EXERCISE REQUIREMENTS – Below are the records; copy out every line that holds the word "MetricScope".

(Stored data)
+--

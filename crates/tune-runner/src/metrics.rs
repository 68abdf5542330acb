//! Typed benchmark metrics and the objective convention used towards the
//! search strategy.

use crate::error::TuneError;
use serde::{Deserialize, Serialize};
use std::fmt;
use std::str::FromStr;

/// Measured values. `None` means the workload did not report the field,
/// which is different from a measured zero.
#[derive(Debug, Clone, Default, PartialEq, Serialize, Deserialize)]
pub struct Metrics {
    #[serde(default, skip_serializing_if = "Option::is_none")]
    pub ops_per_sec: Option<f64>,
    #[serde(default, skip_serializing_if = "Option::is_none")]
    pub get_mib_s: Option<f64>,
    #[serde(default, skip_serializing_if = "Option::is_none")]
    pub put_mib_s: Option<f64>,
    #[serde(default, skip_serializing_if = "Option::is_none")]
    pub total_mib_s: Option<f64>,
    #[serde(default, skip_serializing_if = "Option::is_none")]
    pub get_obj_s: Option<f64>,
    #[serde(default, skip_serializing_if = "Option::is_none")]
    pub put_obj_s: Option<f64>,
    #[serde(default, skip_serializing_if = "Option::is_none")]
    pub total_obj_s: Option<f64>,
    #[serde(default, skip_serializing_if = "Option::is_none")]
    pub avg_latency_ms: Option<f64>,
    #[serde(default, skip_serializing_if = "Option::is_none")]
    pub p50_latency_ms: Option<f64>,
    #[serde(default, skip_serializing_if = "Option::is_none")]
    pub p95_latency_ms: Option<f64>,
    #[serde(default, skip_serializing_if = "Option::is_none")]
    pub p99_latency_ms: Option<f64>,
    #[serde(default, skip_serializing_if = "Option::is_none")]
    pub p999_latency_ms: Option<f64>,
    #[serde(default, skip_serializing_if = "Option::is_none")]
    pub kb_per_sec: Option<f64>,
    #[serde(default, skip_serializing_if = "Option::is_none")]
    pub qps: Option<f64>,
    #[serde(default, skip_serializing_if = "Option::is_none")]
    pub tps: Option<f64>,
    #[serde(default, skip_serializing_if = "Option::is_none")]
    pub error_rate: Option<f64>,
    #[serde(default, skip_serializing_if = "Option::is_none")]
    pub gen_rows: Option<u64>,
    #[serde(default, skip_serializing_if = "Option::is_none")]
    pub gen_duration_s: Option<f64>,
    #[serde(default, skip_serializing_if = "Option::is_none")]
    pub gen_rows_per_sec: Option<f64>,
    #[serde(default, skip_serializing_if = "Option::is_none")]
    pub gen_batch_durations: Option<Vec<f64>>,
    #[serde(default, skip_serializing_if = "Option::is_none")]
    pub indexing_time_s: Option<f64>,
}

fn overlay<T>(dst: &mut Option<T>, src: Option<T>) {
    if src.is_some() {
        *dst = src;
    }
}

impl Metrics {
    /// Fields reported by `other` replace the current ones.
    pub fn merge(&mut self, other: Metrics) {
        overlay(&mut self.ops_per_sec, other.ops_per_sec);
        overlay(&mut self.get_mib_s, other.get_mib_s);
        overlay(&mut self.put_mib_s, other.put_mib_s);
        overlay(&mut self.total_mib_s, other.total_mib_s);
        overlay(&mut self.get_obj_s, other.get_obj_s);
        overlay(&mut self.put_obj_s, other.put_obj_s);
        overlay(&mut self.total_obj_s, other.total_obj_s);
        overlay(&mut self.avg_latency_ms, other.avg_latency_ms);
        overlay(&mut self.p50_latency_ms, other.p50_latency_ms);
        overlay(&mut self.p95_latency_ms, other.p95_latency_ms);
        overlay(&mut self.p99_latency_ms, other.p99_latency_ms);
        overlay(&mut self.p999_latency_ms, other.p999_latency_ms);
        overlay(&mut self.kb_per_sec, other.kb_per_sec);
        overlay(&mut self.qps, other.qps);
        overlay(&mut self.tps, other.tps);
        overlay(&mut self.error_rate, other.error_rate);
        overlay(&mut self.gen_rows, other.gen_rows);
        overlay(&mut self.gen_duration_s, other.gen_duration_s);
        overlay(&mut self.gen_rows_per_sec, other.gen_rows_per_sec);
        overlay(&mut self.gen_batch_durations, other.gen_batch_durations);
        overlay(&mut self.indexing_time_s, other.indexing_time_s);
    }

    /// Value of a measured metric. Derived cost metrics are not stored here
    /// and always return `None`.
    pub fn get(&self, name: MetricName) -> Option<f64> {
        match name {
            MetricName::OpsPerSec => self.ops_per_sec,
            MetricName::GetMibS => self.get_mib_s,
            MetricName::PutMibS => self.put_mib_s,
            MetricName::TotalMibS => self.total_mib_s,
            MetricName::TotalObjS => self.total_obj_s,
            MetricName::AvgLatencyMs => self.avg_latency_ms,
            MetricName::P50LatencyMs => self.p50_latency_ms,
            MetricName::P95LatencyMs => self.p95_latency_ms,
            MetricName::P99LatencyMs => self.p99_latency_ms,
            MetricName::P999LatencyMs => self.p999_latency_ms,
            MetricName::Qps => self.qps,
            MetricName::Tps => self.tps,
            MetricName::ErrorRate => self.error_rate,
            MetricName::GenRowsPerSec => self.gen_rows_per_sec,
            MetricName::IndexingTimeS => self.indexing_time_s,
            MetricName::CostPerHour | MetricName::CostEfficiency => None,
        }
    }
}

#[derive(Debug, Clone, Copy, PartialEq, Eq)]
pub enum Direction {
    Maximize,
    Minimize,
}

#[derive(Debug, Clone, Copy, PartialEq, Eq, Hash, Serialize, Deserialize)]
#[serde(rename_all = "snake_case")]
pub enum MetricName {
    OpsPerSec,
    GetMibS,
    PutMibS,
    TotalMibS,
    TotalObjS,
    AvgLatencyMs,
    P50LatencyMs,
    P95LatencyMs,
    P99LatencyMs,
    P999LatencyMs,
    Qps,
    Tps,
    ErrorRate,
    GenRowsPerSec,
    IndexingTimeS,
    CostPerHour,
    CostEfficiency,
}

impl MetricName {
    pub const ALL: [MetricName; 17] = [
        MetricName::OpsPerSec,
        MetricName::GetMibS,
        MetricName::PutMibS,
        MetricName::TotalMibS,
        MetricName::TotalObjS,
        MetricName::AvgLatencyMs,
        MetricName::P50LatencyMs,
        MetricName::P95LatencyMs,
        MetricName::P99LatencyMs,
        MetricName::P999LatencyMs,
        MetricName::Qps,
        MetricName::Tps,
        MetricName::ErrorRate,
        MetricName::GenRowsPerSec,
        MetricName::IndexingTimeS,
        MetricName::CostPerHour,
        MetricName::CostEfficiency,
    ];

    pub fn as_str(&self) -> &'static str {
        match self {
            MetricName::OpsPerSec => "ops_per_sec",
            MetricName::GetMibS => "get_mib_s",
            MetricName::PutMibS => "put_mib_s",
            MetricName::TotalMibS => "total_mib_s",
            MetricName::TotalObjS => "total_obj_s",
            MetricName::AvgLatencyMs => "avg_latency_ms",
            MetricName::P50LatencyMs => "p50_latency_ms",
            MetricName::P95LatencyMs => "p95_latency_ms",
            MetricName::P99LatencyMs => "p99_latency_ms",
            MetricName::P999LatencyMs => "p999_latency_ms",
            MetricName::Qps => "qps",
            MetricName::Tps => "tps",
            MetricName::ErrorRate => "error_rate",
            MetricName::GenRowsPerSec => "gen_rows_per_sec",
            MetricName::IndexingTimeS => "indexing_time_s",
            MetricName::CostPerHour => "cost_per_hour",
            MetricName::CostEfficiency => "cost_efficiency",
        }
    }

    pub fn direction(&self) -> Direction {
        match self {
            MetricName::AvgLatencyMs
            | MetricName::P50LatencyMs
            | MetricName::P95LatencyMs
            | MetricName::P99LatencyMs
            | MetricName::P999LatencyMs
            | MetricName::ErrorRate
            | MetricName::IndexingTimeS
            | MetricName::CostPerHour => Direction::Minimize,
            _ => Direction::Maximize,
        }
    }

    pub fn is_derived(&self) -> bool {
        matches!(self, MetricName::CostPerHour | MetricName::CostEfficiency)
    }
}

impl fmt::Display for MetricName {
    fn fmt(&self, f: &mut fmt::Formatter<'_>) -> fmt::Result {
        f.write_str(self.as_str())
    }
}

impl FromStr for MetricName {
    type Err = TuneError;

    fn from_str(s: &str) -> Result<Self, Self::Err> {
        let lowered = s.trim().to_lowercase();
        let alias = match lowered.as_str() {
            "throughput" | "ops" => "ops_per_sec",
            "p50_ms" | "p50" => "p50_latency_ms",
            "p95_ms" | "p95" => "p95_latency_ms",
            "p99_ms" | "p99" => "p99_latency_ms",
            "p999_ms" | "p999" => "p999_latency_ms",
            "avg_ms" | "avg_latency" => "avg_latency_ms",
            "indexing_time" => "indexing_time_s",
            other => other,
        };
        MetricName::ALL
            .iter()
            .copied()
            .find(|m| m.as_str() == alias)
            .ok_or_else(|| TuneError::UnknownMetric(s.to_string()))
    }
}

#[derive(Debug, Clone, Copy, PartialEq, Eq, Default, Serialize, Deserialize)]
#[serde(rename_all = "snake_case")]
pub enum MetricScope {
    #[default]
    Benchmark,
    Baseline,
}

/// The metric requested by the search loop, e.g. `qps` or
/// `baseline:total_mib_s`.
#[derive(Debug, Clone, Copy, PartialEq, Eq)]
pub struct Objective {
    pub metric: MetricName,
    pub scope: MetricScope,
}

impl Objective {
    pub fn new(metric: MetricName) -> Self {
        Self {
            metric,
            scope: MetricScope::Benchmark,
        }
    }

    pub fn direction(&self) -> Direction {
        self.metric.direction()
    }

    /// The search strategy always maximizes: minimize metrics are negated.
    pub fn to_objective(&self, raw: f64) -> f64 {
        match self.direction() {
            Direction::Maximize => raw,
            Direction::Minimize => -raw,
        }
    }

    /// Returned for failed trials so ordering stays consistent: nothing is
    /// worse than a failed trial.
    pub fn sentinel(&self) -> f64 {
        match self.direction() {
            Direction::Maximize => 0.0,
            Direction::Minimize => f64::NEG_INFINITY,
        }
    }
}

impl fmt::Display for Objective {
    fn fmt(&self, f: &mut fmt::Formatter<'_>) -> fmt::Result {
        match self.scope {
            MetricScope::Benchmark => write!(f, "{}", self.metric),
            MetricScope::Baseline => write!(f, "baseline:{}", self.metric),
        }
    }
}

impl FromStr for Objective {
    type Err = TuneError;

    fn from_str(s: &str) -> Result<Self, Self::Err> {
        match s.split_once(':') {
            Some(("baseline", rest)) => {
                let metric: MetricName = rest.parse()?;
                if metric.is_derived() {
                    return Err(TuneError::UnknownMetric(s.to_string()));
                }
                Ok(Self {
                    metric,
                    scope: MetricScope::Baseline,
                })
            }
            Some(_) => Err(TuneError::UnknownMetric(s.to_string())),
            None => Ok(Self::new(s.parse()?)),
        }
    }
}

+--

OUTPUT BELOW –
pub enum MetricScope {
    pub scope: MetricScope,
            scope: MetricScope::Benchmark,
            MetricScope::Benchmark => write!(f, "{}", self.metric),
            MetricScope::Baseline => write!(f, "baseline:{}", self.metric),
                    scope: MetricScope::Baseline,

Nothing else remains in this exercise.